An extremely simple challenge made difficult due to shifting ground and time pressure keeping the player slightly anxious.
"We are trying to exploit the psychology of the people that play our games all the time. We are trying to change their emotional state, and trying to predict what their emotional state will be based on what we are doing in the game world.
What's compelling for people, like, 'Hey, they're getting a huge reward here, they are going to be happy. They are going to be challenged on the skills that we taught them here and that's going to be rewarding them.'" - Valve's Erik Johnson, Rewarding The Players: Valve On Portal 2
Motivation is the force that drives human achievement. There exists internal motivation, which is driven by personal ambitions from within, and there is external motivation facilitated by outside factors. People are motivated by a diverse range of stimuli, and everybody is different, with their own ambitions and interests.

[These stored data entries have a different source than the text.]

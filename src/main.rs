// Copyright 2025 Lablup Inc. and Jeongkyu Shin
//
// Licensed under the Apache License, Version 2.0 (the "License");
// you may not use this file except in compliance with the License.
// You may obtain a copy of the License at
//
//     http://www.apache.org/licenses/LICENSE-2.0
//
// Unless required by applicable law or agreed to in writing, software
// distributed under the License is distributed on an "AS IS" BASIS,
// WITHOUT WARRANTIES OR CONDITIONS OF ANY KIND, either express or implied.
// See the License for the specific language governing permissions and
// limitations under the License.

use anyhow::{Context, Result};
use clap::Parser;
use std::path::Path;
use tokio::io::AsyncWriteExt;

use sshmon::{
    cli::{Cli, Commands},
    config::Profile,
    monitor::{LineMonitor, MonitorOutcome},
    ssh::{RemoteSession, SshSession, SshTransport},
    utils::init_logging,
};

/// Exit code when the remote side reported no exit status.
const EXIT_NO_STATUS: i32 = 255;

/// Exit code after Ctrl-C, following the shell convention.
const EXIT_INTERRUPTED: i32 = 130;

#[tokio::main]
async fn main() -> Result<()> {
    let cli = Cli::parse();
    init_logging(cli.verbose);

    let profile = Profile::load_or_default(cli.config.as_deref())
        .await?
        .merge(cli.profile_overrides());
    tracing::debug!("Effective profile: {:?}", profile);

    let code = match &cli.command {
        Commands::Exec { command } => run_exec(profile, &command.join(" ")).await?,
        Commands::Watch { script, .. } => run_watch(profile, script).await?,
    };
    std::process::exit(code);
}

fn open_session(profile: Profile) -> Result<SshSession> {
    let identity = profile.into_identity()?;
    Ok(RemoteSession::new(SshTransport::default(), identity))
}

async fn run_exec(profile: Profile, command: &str) -> Result<i32> {
    let mut session = open_session(profile)?;

    let result = session.execute(command).await;
    if let Err(e) = session.disconnect().await {
        tracing::warn!("Ignoring error while disconnecting: {}", e);
    }
    let output = result.with_context(|| format!("Failed to execute '{command}'"))?;

    let mut stdout = tokio::io::stdout();
    stdout.write_all(&output.stdout).await?;
    stdout.flush().await?;
    let mut stderr = tokio::io::stderr();
    stderr.write_all(&output.stderr).await?;
    stderr.flush().await?;

    Ok(output
        .exit_status
        .map_or(EXIT_NO_STATUS, |status| status as i32))
}

async fn run_watch(profile: Profile, script_path: &Path) -> Result<i32> {
    let script = tokio::fs::File::open(script_path)
        .await
        .with_context(|| format!("Failed to open script {}", script_path.display()))?;
    let poll_interval = profile.poll_interval();
    let max_line_bytes = profile.max_line_bytes();
    let session = open_session(profile)?;

    let handle = LineMonitor::new(session, script)
        .max_line_bytes(max_line_bytes)
        .spawn();

    let interrupted = async {
        if let Err(e) = tokio::signal::ctrl_c().await {
            tracing::warn!("Failed to listen for Ctrl-C: {}", e);
            std::future::pending::<()>().await;
        }
    };
    let report = handle
        .follow(poll_interval, interrupted, |line| println!("{line}"))
        .await
        .context("Monitor task panicked")?;

    let code = match &report.outcome {
        MonitorOutcome::Sentinel => {
            eprintln!("Script finished ({} lines)", report.lines_published);
            0
        }
        MonitorOutcome::EndOfStream => {
            eprintln!(
                "Shell ended without end-of-text marker ({} lines)",
                report.lines_published
            );
            0
        }
        MonitorOutcome::Cancelled => {
            eprintln!("Interrupted");
            EXIT_INTERRUPTED
        }
        MonitorOutcome::Failed(e) => {
            eprintln!("Monitor failed: {e}");
            1
        }
    };
    Ok(code)
}
// Copyright 2025 Lablup Inc. and Jeongkyu Shin
//
// Licensed under the Apache License, Version 2.0 (the "License");
// you may not use this file except in compliance with the License.
// You may obtain a copy of the License at
//
//     http://www.apache.org/licenses/LICENSE-2.0
//
// Unless required by applicable law or agreed to in writing, software
// distributed under the License is distributed on an "AS IS" BASIS,
// WITHOUT WARRANTIES OR CONDITIONS OF ANY KIND, either express or implied.
// See the License for the specific language governing permissions and
// limitations under the License.

//! Tests for line decoding and end-of-text detection on shell output.

use sshmon::monitor::{LineDecoder, LineEvent, END_OF_TEXT};
use tokio::io::AsyncWriteExt;

fn line(s: &str) -> LineEvent {
    LineEvent::Line(s.to_string())
}

#[tokio::test]
async fn test_nothing_after_sentinel_is_read() {
    let input: &[u8] = b"progress 50%\nprogress 100%\n\x03trailing garbage\n";
    let mut decoder = LineDecoder::new(input);

    assert_eq!(decoder.next_event().await.unwrap(), line("progress 50%"));
    assert_eq!(decoder.next_event().await.unwrap(), line("progress 100%"));
    assert_eq!(decoder.next_event().await.unwrap(), LineEvent::Sentinel);
}

#[tokio::test]
async fn test_empty_stream_ends_immediately() {
    let mut decoder = LineDecoder::new(&b""[..]);
    assert_eq!(decoder.next_event().await.unwrap(), LineEvent::EndOfStream);
}

#[tokio::test]
async fn test_invalid_utf8_is_replaced() {
    let mut decoder = LineDecoder::new(&b"ok \xff\xfe\n"[..]);
    assert_eq!(
        decoder.next_event().await.unwrap(),
        line("ok \u{FFFD}\u{FFFD}")
    );
}

#[tokio::test]
async fn test_lines_arriving_in_fragments() {
    let (mut tx, rx) = tokio::io::duplex(8);
    let mut decoder = LineDecoder::new(rx);

    let writer = tokio::spawn(async move {
        for chunk in [&b"hel"[..], b"lo\r", b"\nwor", b"ld", b"\n", &[END_OF_TEXT]] {
            tx.write_all(chunk).await.unwrap();
            tokio::task::yield_now().await;
        }
    });

    assert_eq!(decoder.next_event().await.unwrap(), line("hello"));
    assert_eq!(decoder.next_event().await.unwrap(), line("world"));
    assert_eq!(decoder.next_event().await.unwrap(), LineEvent::Sentinel);
    writer.await.unwrap();
}

#[tokio::test]
async fn test_cancelled_read_loses_no_bytes() {
    let (mut tx, rx) = tokio::io::duplex(64);
    let mut decoder = LineDecoder::new(rx);

    tx.write_all(b"partial").await.unwrap();
    // The line is incomplete, so this read times out mid-line.
    let timed_out = tokio::time::timeout(
        std::time::Duration::from_millis(20),
        decoder.next_event(),
    )
    .await;
    assert!(timed_out.is_err());

    tx.write_all(b" line\n").await.unwrap();
    assert_eq!(decoder.next_event().await.unwrap(), line("partial line"));
}
// Copyright 2025 Lablup Inc. and Jeongkyu Shin
//
// Licensed under the Apache License, Version 2.0 (the "License");
// you may not use this file except in compliance with the License.
// You may obtain a copy of the License at
//
//     http://www.apache.org/licenses/LICENSE-2.0
//
// Unless required by applicable law or agreed to in writing, software
// distributed under the License is distributed on an "AS IS" BASIS,
// WITHOUT WARRANTIES OR CONDITIONS OF ANY KIND, either express or implied.
// See the License for the specific language governing permissions and
// limitations under the License.

//! Abstraction over the secure transport.
//!
//! The session, executor and shell bridge only see these traits. The russh
//! implementation lives in [`super::tokio_client`]; tests drive the same code
//! with a scripted transport.

use async_trait::async_trait;
use std::fmt;

use super::error::{StreamError, TransportError};
use super::identity::SessionIdentity;
use super::known_hosts::ServerCheckMethod;

/// The kind of channel to open on a live session.
#[derive(Debug, Clone, PartialEq, Eq)]
pub enum ChannelKind {
    /// One-shot command execution.
    Exec(String),
    /// Interactive shell reading its commands from stdin.
    Shell,
}

impl ChannelKind {
    pub fn name(&self) -> &'static str {
        match self {
            Self::Exec(_) => "exec",
            Self::Shell => "shell",
        }
    }
}

impl fmt::Display for ChannelKind {
    fn fmt(&self, f: &mut fmt::Formatter<'_>) -> fmt::Result {
        f.write_str(self.name())
    }
}

/// Something the remote end sent on a channel.
#[derive(Debug, Clone, PartialEq, Eq)]
pub enum ChannelEvent {
    Data(Vec<u8>),
    /// Extended data; `ext == 1` is stderr.
    ExtendedData { ext: u32, data: Vec<u8> },
    ExitStatus(u32),
    Eof,
    Close,
}

/// Opens authenticated sessions.
#[async_trait]
pub trait Transport: Send + Sync + 'static {
    type Connection: Connection;

    /// Handshake, verify the host key per `server_check`, then authenticate.
    async fn connect(
        &self,
        identity: &SessionIdentity,
        server_check: &ServerCheckMethod,
    ) -> Result<Self::Connection, TransportError>;
}

/// A live, authenticated session.
#[async_trait]
pub trait Connection: Send + Sync + 'static {
    type Channel: RemoteChannel;

    async fn open_channel(&self, kind: &ChannelKind) -> Result<Self::Channel, TransportError>;

    fn is_closed(&self) -> bool;

    async fn disconnect(&self) -> Result<(), TransportError>;
}

/// One multiplexed channel of a session.
#[async_trait]
pub trait RemoteChannel: Send + 'static {
    /// Write bytes to the remote process's stdin.
    async fn send(&mut self, data: &[u8]) -> Result<(), StreamError>;

    /// Signal that no more stdin will follow.
    async fn send_eof(&mut self) -> Result<(), StreamError>;

    /// Next event from the remote side. `Ok(None)` once the channel has ended.
    ///
    /// Must be cancel safe: dropping the future loses no event.
    async fn recv(&mut self) -> Result<Option<ChannelEvent>, StreamError>;

    async fn close(&mut self) -> Result<(), StreamError>;
}

/// Channel type produced by a transport's connections.
pub type ChannelOf<T> = <<T as Transport>::Connection as Connection>::Channel;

At the lowest level, psychologist Abraham Maslow presents the idea that human motivation begins with the drive for sustainment and survival. Once the more base needs are satisfied, we then begin to move on to less external and more internal and personal motivating factors, such as a sense of accomplishment or being satisfied with one's life.
This can be easily related to a game system, where the player enters with the base level of motivation: to reach the end and survive. This is simple, but it does the job of motivating most players to play the game. To keep their interest, however, more external motivators, such as collectibles or secret passages, need to be introduced into the system to form a personal drive to achieve, rather than mere survival.